Women’s Venture Fund
Sure you strive to be a risk-taker with the creativity and determination to live your entrepreneurial dreams. You’re even willing to fail to learn from a mistake. That’s great. Go for it.
We’re talking about another aspect of risk that business owners need to be aware of—those risks that are inherent in running an enterprise and can determine its success or failure. Here are five risks that are common to virtually every business that entrepreneurs must not only be aware of but must adequately address:
- Property losses from physical damage or criminal activity.
- Business interruption losses—any interruption to your operation, i.e., a fire, that prevents you from conducting business.
- Liability losses—any damage or injury to others caused by your company
- Key person losses—what happens when you or a key person becomes sick, disabled or dies.
- On the job injury to employees.
You should determine your level of vulnerability to each of these types of risks; then derive the costs to protect your company against them.
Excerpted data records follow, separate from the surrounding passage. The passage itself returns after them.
//! Action <-> wire action mapping

use chrono::{DateTime, Utc};
use serde::{Deserialize, Serialize};
use tracing::{error, warn};

use crate::action::{Action, AnimationType, Color, DiscreteState};
use crate::hex::HecsCoord;

use super::{timestamp, ProtocolError};

/// Wire tag selecting how a [`WireAction`] is read
#[derive(Debug, Clone, Copy, PartialEq, Eq, Hash)]
pub enum ActionType {
    Init,
    Instant,
    Rotate,
    Translate,
    Outline,
    Death,
    Fade,
}

impl ActionType {
    pub fn from_tag(tag: u8) -> Option<Self> {
        match tag {
            0 => Some(ActionType::Init),
            1 => Some(ActionType::Instant),
            2 => Some(ActionType::Rotate),
            3 => Some(ActionType::Translate),
            4 => Some(ActionType::Outline),
            5 => Some(ActionType::Death),
            6 => Some(ActionType::Fade),
            _ => None,
        }
    }

    pub fn tag(self) -> u8 {
        match self {
            ActionType::Init => 0,
            ActionType::Instant => 1,
            ActionType::Rotate => 2,
            ActionType::Translate => 3,
            ActionType::Outline => 4,
            ActionType::Death => 5,
            ActionType::Fade => 6,
        }
    }

    pub fn of(action: &Action) -> Self {
        match action {
            Action::Init { .. } => ActionType::Init,
            Action::Instant { .. } => ActionType::Instant,
            Action::Translate { .. } => ActionType::Translate,
            Action::Rotate { .. } => ActionType::Rotate,
            Action::Outline { .. } => ActionType::Outline,
            Action::Fade { .. } => ActionType::Fade,
            Action::Death { .. } => ActionType::Death,
        }
    }
}

fn full_opacity() -> f32 {
    1.0
}

/// An action as carried inside an ACTIONS message.
///
/// `displacement` is absolute for INIT and relative for every other type;
/// the tag decides, not the payload. `action_type` stays a raw integer so
/// an unknown tag never fails the enclosing message.
#[derive(Debug, Clone, PartialEq, Serialize, Deserialize)]
pub struct WireAction {
    /// Entity the action applies to
    pub id: i32,
    pub action_type: u8,
    #[serde(default)]
    pub animation_type: AnimationType,
    #[serde(default)]
    pub displacement: HecsCoord,
    /// Degrees. Absolute heading for INIT, delta otherwise.
    #[serde(default)]
    pub rotation: f32,
    #[serde(default)]
    pub duration_s: f32,
    #[serde(default)]
    pub border_radius: f32,
    #[serde(default)]
    pub border_color: Color,
    #[serde(default)]
    pub border_color_follower_pov: Option<Color>,
    #[serde(default = "full_opacity")]
    pub opacity: f32,
    #[serde(with = "timestamp")]
    pub expiration: DateTime<Utc>,
}

impl WireAction {
    fn blank(id: i32, action_type: ActionType, expiration: DateTime<Utc>) -> Self {
        Self {
            id,
            action_type: action_type.tag(),
            animation_type: AnimationType::None,
            displacement: HecsCoord::ORIGIN,
            rotation: 0.0,
            duration_s: 0.0,
            border_radius: 0.0,
            border_color: Color::CLEAR,
            border_color_follower_pov: None,
            opacity: 1.0,
            expiration,
        }
    }

    /// Encode `action` for entity `id`. Deaths are refused.
    pub fn encode(id: i32, action: &Action) -> Result<Self, ProtocolError> {
        let mut wire = Self::blank(id, ActionType::of(action), action.expiration());
        match action {
            Action::Init { state, .. } => {
                wire.animation_type = AnimationType::Instant;
                wire.displacement = state.coord;
                wire.rotation = state.heading_degrees;
                wire.border_radius = state.border_radius;
                wire.border_color = state.border_color;
                wire.border_color_follower_pov = Some(state.border_color_follower_pov);
                wire.opacity = state.opacity;
            }
            Action::Instant {
                displacement,
                rotation,
                ..
            } => {
                wire.animation_type = AnimationType::Instant;
                wire.displacement = *displacement;
                wire.rotation = *rotation;
            }
            Action::Translate {
                displacement,
                duration_s,
                animation,
                ..
            } => {
                wire.animation_type = *animation;
                wire.displacement = *displacement;
                wire.duration_s = *duration_s;
            }
            Action::Rotate {
                rotation,
                duration_s,
                ..
            } => {
                wire.animation_type = AnimationType::Rotate;
                wire.rotation = *rotation;
                wire.duration_s = *duration_s;
            }
            Action::Outline {
                border_radius,
                border_color,
                border_color_follower_pov,
                duration_s,
                ..
            } => {
                wire.border_radius = *border_radius;
                wire.border_color = *border_color;
                wire.border_color_follower_pov = Some(*border_color_follower_pov);
                wire.duration_s = *duration_s;
            }
            Action::Fade {
                opacity,
                duration_s,
                ..
            } => {
                wire.opacity = *opacity;
                wire.duration_s = *duration_s;
            }
            Action::Death { .. } => {
                error!(entity_id = id, "Refusing to send a death action to the server");
                return Err(ProtocolError::ServerOnlyAction(action.name()));
            }
        }
        Ok(wire)
    }

    /// Decode into an [`Action`]. Unknown tags are read as INSTANT.
    pub fn decode(&self) -> Action {
        let follower = self.border_color_follower_pov.unwrap_or(self.border_color);
        match ActionType::from_tag(self.action_type) {
            Some(ActionType::Init) => Action::init(
                DiscreteState {
                    coord: self.displacement,
                    heading_degrees: self.rotation,
                    border_radius: self.border_radius,
                    border_color: self.border_color,
                    border_color_follower_pov: follower,
                    opacity: self.opacity,
                    end_of_life: false,
                },
                self.expiration,
            ),
            Some(ActionType::Instant) => {
                Action::instant(self.displacement, self.rotation, self.expiration)
            }
            Some(ActionType::Translate) => Action::Translate {
                displacement: self.displacement,
                duration_s: self.duration_s,
                animation: self.animation_type,
                expiration: self.expiration,
            },
            Some(ActionType::Rotate) => {
                Action::rotate(self.rotation, self.duration_s, self.expiration)
            }
            Some(ActionType::Outline) => Action::outline(
                self.border_radius,
                self.border_color,
                follower,
                self.duration_s,
                self.expiration,
            ),
            Some(ActionType::Fade) => Action::fade(self.opacity, self.duration_s, self.expiration),
            Some(ActionType::Death) => Action::death(self.expiration),
            None => {
                warn!(
                    entity_id = self.id,
                    action_type = self.action_type,
                    "Unknown action type, treating as instant"
                );
                Action::instant(self.displacement, self.rotation, self.expiration)
            }
        }
    }
}

#[cfg(test)]
mod tests {
    use super::*;
    use chrono::TimeZone;

    fn exp() -> DateTime<Utc> {
        Utc.with_ymd_and_hms(2024, 1, 2, 3, 4, 5).unwrap()
    }

    #[test]
    fn translate_wire_shape() {
        let action = Action::translate(HecsCoord::new(1, -1, 0), 0.5, exp());
        let wire = action.packet(12).unwrap();
        let json = serde_json::to_value(&wire).unwrap();
        assert_eq!(json["id"], 12);
        assert_eq!(json["action_type"], 3);
        assert_eq!(json["animation_type"], 2);
        assert_eq!(json["displacement"], serde_json::json!({"a": 1, "r": -1, "c": 0}));
        assert_eq!(json["duration_s"], 0.5);
        assert_eq!(json["expiration"], "2024-01-02T03:04:05.000000Z");
        assert_eq!(wire.decode(), action);
    }

    #[test]
    fn init_carries_absolute_state() {
        let state = DiscreteState {
            coord: HecsCoord::new(0, 4, 7),
            heading_degrees: 240.0,
            border_radius: 2.0,
            border_color: Color::SELECTION,
            border_color_follower_pov: Color::WHITE,
            opacity: 0.5,
            end_of_life: false,
        };
        let action = Action::init(state, exp());
        let wire = action.packet(1).unwrap();
        assert_eq!(wire.displacement, state.coord);
        assert_eq!(wire.rotation, 240.0);
        assert_eq!(wire.decode(), action);
    }

    #[test]
    fn outline_fade_rotate_survive_encoding() {
        for action in [
            Action::outline(3.0, Color::WHITE, Color::SELECTION, 0.2, exp()),
            Action::fade(0.1, 1.5, exp()),
            Action::rotate(-60.0, 0.3, exp()),
            Action::instant(HecsCoord::new(0, 2, -1), 120.0, exp()),
        ] {
            assert_eq!(action.packet(9).unwrap().decode(), action);
        }
    }

    #[test]
    fn death_is_never_encoded() {
        let err = Action::death(exp()).packet(3).unwrap_err();
        assert!(matches!(err, ProtocolError::ServerOnlyAction("death")));
    }

    #[test]
    fn unknown_action_type_degrades_to_instant() {
        let json = r#"{
            "id": 4,
            "action_type": 42,
            "displacement": {"a": 0, "r": 0, "c": 2},
            "rotation": 60.0,
            "expiration": "2024-01-02T03:04:05"
        }"#;
        let wire: WireAction = serde_json::from_str(json).unwrap();
        assert_eq!(
            wire.decode(),
            Action::instant(HecsCoord::new(0, 0, 2), 60.0, exp())
        );
    }

    #[test]
    fn missing_follower_color_falls_back_to_border_color() {
        let mut wire = Action::outline_select(5.0, 0.1, exp()).packet(2).unwrap();
        wire.border_color_follower_pov = None;
        match wire.decode() {
            Action::Outline {
                border_color_follower_pov,
                ..
            } => assert_eq!(border_color_follower_pov, Color::SELECTION),
            other => panic!("unexpected {other:?}"),
        }
    }
}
Your next step is to acquire the right type of insurance for your business sector: The most common types are:
- General liability insurance covering injury to a third party.
- Product liability insurance which covers the expenses related to injury or damage caused by a defective product
- Professional liability insurance which is similar to product liability but for service businesses. Often referred to as “errors and omissions” insurance, it protects against malpractice, errors and negligence.
- Commercial property insurance which covers property losses and business interruption losses.
Lastly, prepare contingency plans to mitigate risks such as installing a security system to eradicate property losses; establishing safety protocols to protect employees; and creating a succession plan to safeguard your business in the event of the loss of a key person.
Review your risk management plans at least twice a year to make sure it is aligned with the current state of your business.